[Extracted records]
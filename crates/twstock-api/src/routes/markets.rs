//! 시장별 업종/종목 endpoint.
//!
//! # 엔드포인트
//!
//! - `GET /api/v1/markets/{market}/industries` - 업종 목록 (소속 종목 포함)
//! - `GET /api/v1/markets/{market}/industries/{code}/stocks` - 업종별 종목 목록

use axum::{
    extract::{Path, State},
    http::StatusCode,
    routing::get,
    Json, Router,
};
use std::str::FromStr;
use std::sync::Arc;
use tracing::debug;
use twstock_core::{IndustryDto, Market, StockDto};

use crate::error::{db_error, ApiErrorResponse, ApiResult};
use crate::state::AppState;

/// 경로의 시장 값을 파싱합니다. 알 수 없는 값은 400 `INVALID_MARKET`.
pub(crate) fn parse_market(value: &str) -> ApiResult<Market> {
    Market::from_str(value).map_err(|e| {
        (
            StatusCode::BAD_REQUEST,
            Json(ApiErrorResponse::new("INVALID_MARKET", e.to_string())),
        )
    })
}

/// 업종 목록 조회.
///
/// GET /api/v1/markets/{market}/industries
pub async fn list_industries(
    State(state): State<Arc<AppState>>,
    Path(market): Path<String>,
) -> ApiResult<Json<Vec<IndustryDto>>> {
    let market = parse_market(&market)?;

    let industries = state.query.list_industries(market).await.map_err(db_error)?;

    debug!(%market, count = industries.len(), "업종 목록 조회");
    Ok(Json(industries))
}

/// 업종별 종목 목록 조회.
///
/// GET /api/v1/markets/{market}/industries/{code}/stocks
pub async fn list_stocks(
    State(state): State<Arc<AppState>>,
    Path((market, code)): Path<(String, String)>,
) -> ApiResult<Json<Vec<StockDto>>> {
    let market = parse_market(&market)?;

    let stocks = state
        .query
        .list_stocks(market, &code)
        .await
        .map_err(db_error)?;

    Ok(Json(stocks))
}

/// 시장 라우터 생성.
pub fn markets_router() -> Router<Arc<AppState>> {
    Router::new()
        .route("/{market}/industries", get(list_industries))
        .route("/{market}/industries/{code}/stocks", get(list_stocks))
}
//! Gemini text-only operations

use crate::error::LlmError;
use crate::execution::http::response::read_json_body;
use crate::execution::http::{HttpExecutor, ProviderRequest};
use crate::providers::gemini::json::extract_text;
use crate::streaming::converters::TextFrameConverter;
use crate::streaming::factory::{OpenedStream, StreamFactory};
use crate::streaming::sse_json::SseFrame;
use crate::streaming::text::CumulativeText;
use crate::streaming::TextDeltaStream;
use crate::utils::cancel::CancelHandle;
use crate::utils::json::has_error_field;
use serde_json::Value;

pub const TEXT_STREAM_LABEL: &str = "Gemini(stream)";
pub const COMPLETE_TEXT_LABEL: &str = "Gemini";
const TEXT_STREAM_HINT: &str = "check that the base URL points at the Google Generative Language API";

/// Reconciles cumulative part text into deltas.
pub struct GeminiTextConverter {
    label: String,
    text: CumulativeText,
}

impl GeminiTextConverter {
    pub fn new(label: impl Into<String>) -> Self {
        Self {
            label: label.into(),
            text: CumulativeText::new(),
        }
    }
}

impl TextFrameConverter for GeminiTextConverter {
    fn convert_frame(&mut self, frame: SseFrame) -> Result<Vec<String>, LlmError> {
        if has_error_field(&frame.json) {
            return Err(LlmError::upstream_payload(&self.label, &frame.json, "upstream error"));
        }
        let chunk = extract_text(&frame.json);
        if chunk.is_empty() {
            return Ok(Vec::new());
        }
        Ok(vec![self.text.push(&chunk)])
    }
}

/// Stream plain text deltas for `request`.
pub async fn stream_text_deltas(
    executor: &HttpExecutor,
    request: &ProviderRequest,
    cancel: Option<CancelHandle>,
) -> Result<TextDeltaStream, LlmError> {
    match StreamFactory::open(executor, request, cancel, TEXT_STREAM_HINT).await? {
        OpenedStream::Json { json, content_type } => {
            if has_error_field(&json) {
                return Err(LlmError::upstream_payload(&request.label, &json, "upstream error"));
            }
            let text = extract_text(&json);
            if text.is_empty() {
                return Err(LlmError::ParseError(format!(
                    "{} JSON response has no candidates[0].content.parts[].text (content-type={content_type})",
                    request.label
                )));
            }
            Ok(Box::pin(futures::stream::once(async move { Ok::<_, LlmError>(text) })))
        }
        OpenedStream::Sse(frames) => Ok(StreamFactory::text_stream(
            frames,
            GeminiTextConverter::new(request.label.clone()),
            request.label.clone(),
        )),
    }
}

/// Non-streaming completion returning the response text.
pub async fn complete_text(
    executor: &HttpExecutor,
    request: &ProviderRequest,
    cancel: Option<CancelHandle>,
) -> Result<String, LlmError> {
    let response = executor
        .fetch_with_fallback(request, false, cancel.as_ref())
        .await?;
    let json = read_json_body(response).await?;
    if has_error_field(&json) {
        return Err(LlmError::upstream_payload(&request.label, &json, "upstream error"));
    }
    let text = extract_text(&json);
    if text.is_empty() {
        return Err(LlmError::ParseError(format!(
            "{} response has no candidates[0].content.parts[].text",
            request.label
        )));
    }
    Ok(text)
}
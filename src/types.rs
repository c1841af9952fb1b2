//! Canonical output types
//!
//! Every provider driver emits the same chunk protocol: a text delta plus an
//! ordered list of typed nodes, optionally carrying a stop reason or usage.

use serde::{Deserialize, Serialize};
use std::collections::HashMap;
use std::sync::Arc;

use crate::utils::cancel::CancelHandle;

/// Canonical reason why generation ended.
#[derive(Debug, Clone, Copy, Serialize, Deserialize, PartialEq, Eq, Hash)]
#[serde(rename_all = "snake_case")]
pub enum StopReason {
    /// Completed naturally (Gemini `STOP`, Responses `completed`)
    Stop,
    /// Output token limit reached
    MaxTokens,
    /// The model requested tool calls
    ToolUse,
    /// Blocked by a safety/content filter
    Safety,
    /// Anything the upstream reported that has no canonical counterpart
    Other,
}

/// Token usage, each figure nullable.
#[derive(Debug, Clone, Copy, Default, Serialize, Deserialize, PartialEq, Eq)]
pub struct TokenUsage {
    pub input_tokens: Option<u64>,
    pub output_tokens: Option<u64>,
    pub cache_read_input_tokens: Option<u64>,
}

impl TokenUsage {
    /// `true` when no figure is known.
    pub fn is_empty(&self) -> bool {
        self.input_tokens.is_none()
            && self.output_tokens.is_none()
            && self.cache_read_input_tokens.is_none()
    }

    /// Overwrite each field with the newer value when that value is present.
    pub fn merge(&mut self, newer: TokenUsage) {
        if newer.input_tokens.is_some() {
            self.input_tokens = newer.input_tokens;
        }
        if newer.output_tokens.is_some() {
            self.output_tokens = newer.output_tokens;
        }
        if newer.cache_read_input_tokens.is_some() {
            self.cache_read_input_tokens = newer.cache_read_input_tokens;
        }
    }
}

/// A typed element inside a [`ChatChunk`].
#[derive(Debug, Clone, Serialize, Deserialize, PartialEq, Eq)]
#[serde(tag = "type", rename_all = "snake_case")]
pub enum ResponseNode {
    Text {
        id: u64,
        content: String,
    },
    Thinking {
        id: u64,
        summary: String,
    },
    ToolUseStart {
        id: u64,
        tool_use_id: String,
        tool_name: String,
        #[serde(skip_serializing_if = "Option::is_none")]
        mcp_server_name: Option<String>,
        #[serde(skip_serializing_if = "Option::is_none")]
        mcp_tool_name: Option<String>,
    },
    ToolUse {
        id: u64,
        tool_use_id: String,
        tool_name: String,
        arguments_json: String,
        #[serde(skip_serializing_if = "Option::is_none")]
        mcp_server_name: Option<String>,
        #[serde(skip_serializing_if = "Option::is_none")]
        mcp_tool_name: Option<String>,
    },
}

impl ResponseNode {
    pub fn id(&self) -> u64 {
        match self {
            Self::Text { id, .. }
            | Self::Thinking { id, .. }
            | Self::ToolUseStart { id, .. }
            | Self::ToolUse { id, .. } => *id,
        }
    }
}

/// One unit of the canonical output protocol.
#[derive(Debug, Clone, Default, Serialize, Deserialize, PartialEq, Eq)]
pub struct ChatChunk {
    pub text: String,
    pub nodes: Vec<ResponseNode>,
    #[serde(skip_serializing_if = "Option::is_none")]
    pub stop_reason: Option<StopReason>,
    #[serde(skip_serializing_if = "Option::is_none")]
    pub usage: Option<TokenUsage>,
}

impl ChatChunk {
    /// Tool-use nodes carried by this chunk.
    pub fn tool_uses(&self) -> impl Iterator<Item = &ResponseNode> {
        self.nodes
            .iter()
            .filter(|n| matches!(n, ResponseNode::ToolUse { .. }))
    }
}

/// MCP routing metadata for a tool exposed to the model.
#[derive(Debug, Clone, Default, PartialEq, Eq)]
pub struct ToolMeta {
    pub server_name: Option<String>,
    pub remote_tool_name: Option<String>,
}

/// Per-call inputs of a chat stream.
///
/// `tool_meta_by_name` is read-only and may be shared across concurrent calls.
#[derive(Debug, Clone, Default)]
pub struct ChatStreamOptions {
    pub tool_meta_by_name: Arc<HashMap<String, ToolMeta>>,
    /// Emit a tool-use-start chunk before each tool-use chunk
    pub support_tool_use_start: bool,
    /// First node id is `node_id_start + 1`
    pub node_id_start: u64,
    pub cancel: Option<CancelHandle>,
}

impl ChatStreamOptions {
    pub fn new() -> Self {
        Self::default()
    }

    pub fn with_tool_meta(mut self, tool_meta_by_name: Arc<HashMap<String, ToolMeta>>) -> Self {
        self.tool_meta_by_name = tool_meta_by_name;
        self
    }

    pub fn with_tool_use_start(mut self, enabled: bool) -> Self {
        self.support_tool_use_start = enabled;
        self
    }

    pub fn with_node_id_start(mut self, node_id_start: u64) -> Self {
        self.node_id_start = node_id_start;
        self
    }

    pub fn with_cancel(mut self, cancel: CancelHandle) -> Self {
        self.cancel = Some(cancel);
        self
    }

    pub(crate) fn tool_meta(&self, tool_name: &str) -> ToolMeta {
        self.tool_meta_by_name
            .get(tool_name)
            .cloned()
            .unwrap_or_default()
    }
}

#[cfg(test)]
mod tests {
    use super::*;

    #[test]
    fn usage_merge_keeps_last_non_null() {
        let mut usage = TokenUsage {
            input_tokens: Some(10),
            output_tokens: Some(1),
            cache_read_input_tokens: None,
        };
        usage.merge(TokenUsage {
            input_tokens: None,
            output_tokens: Some(7),
            cache_read_input_tokens: Some(2),
        });
        assert_eq!(usage.input_tokens, Some(10));
        assert_eq!(usage.output_tokens, Some(7));
        assert_eq!(usage.cache_read_input_tokens, Some(2));
        assert!(!usage.is_empty());
        assert!(TokenUsage::default().is_empty());
    }

    #[test]
    fn nodes_serialize_with_type_tag() {
        let node = ResponseNode::Text {
            id: 3,
            content: "hi".to_string(),
        };
        let json = serde_json::to_value(&node).unwrap();
        assert_eq!(json["type"], "text");
        assert_eq!(json["id"], 3);
        assert_eq!(node.id(), 3);
    }
}
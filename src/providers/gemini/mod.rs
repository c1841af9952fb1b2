//! Gemini driver
//!
//! Candidate-style payloads: `candidates[0].content.parts[]` and a
//! `finishReason`, streamed over SSE or returned as one JSON body.

pub mod chat;
pub mod json;
pub mod text;

pub use chat::{CHAT_STREAM_LABEL, GeminiChatConverter, chat_stream};
pub use text::{
    COMPLETE_TEXT_LABEL, GeminiTextConverter, TEXT_STREAM_LABEL, complete_text, stream_text_deltas,
};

__Assigned task__.
Read the entries and select each line where the word "typed" is found.

__Exercise response__.
//! ordered list of typed nodes, optionally carrying a stop reason or usage.
/// A typed element inside a [`ChatChunk`].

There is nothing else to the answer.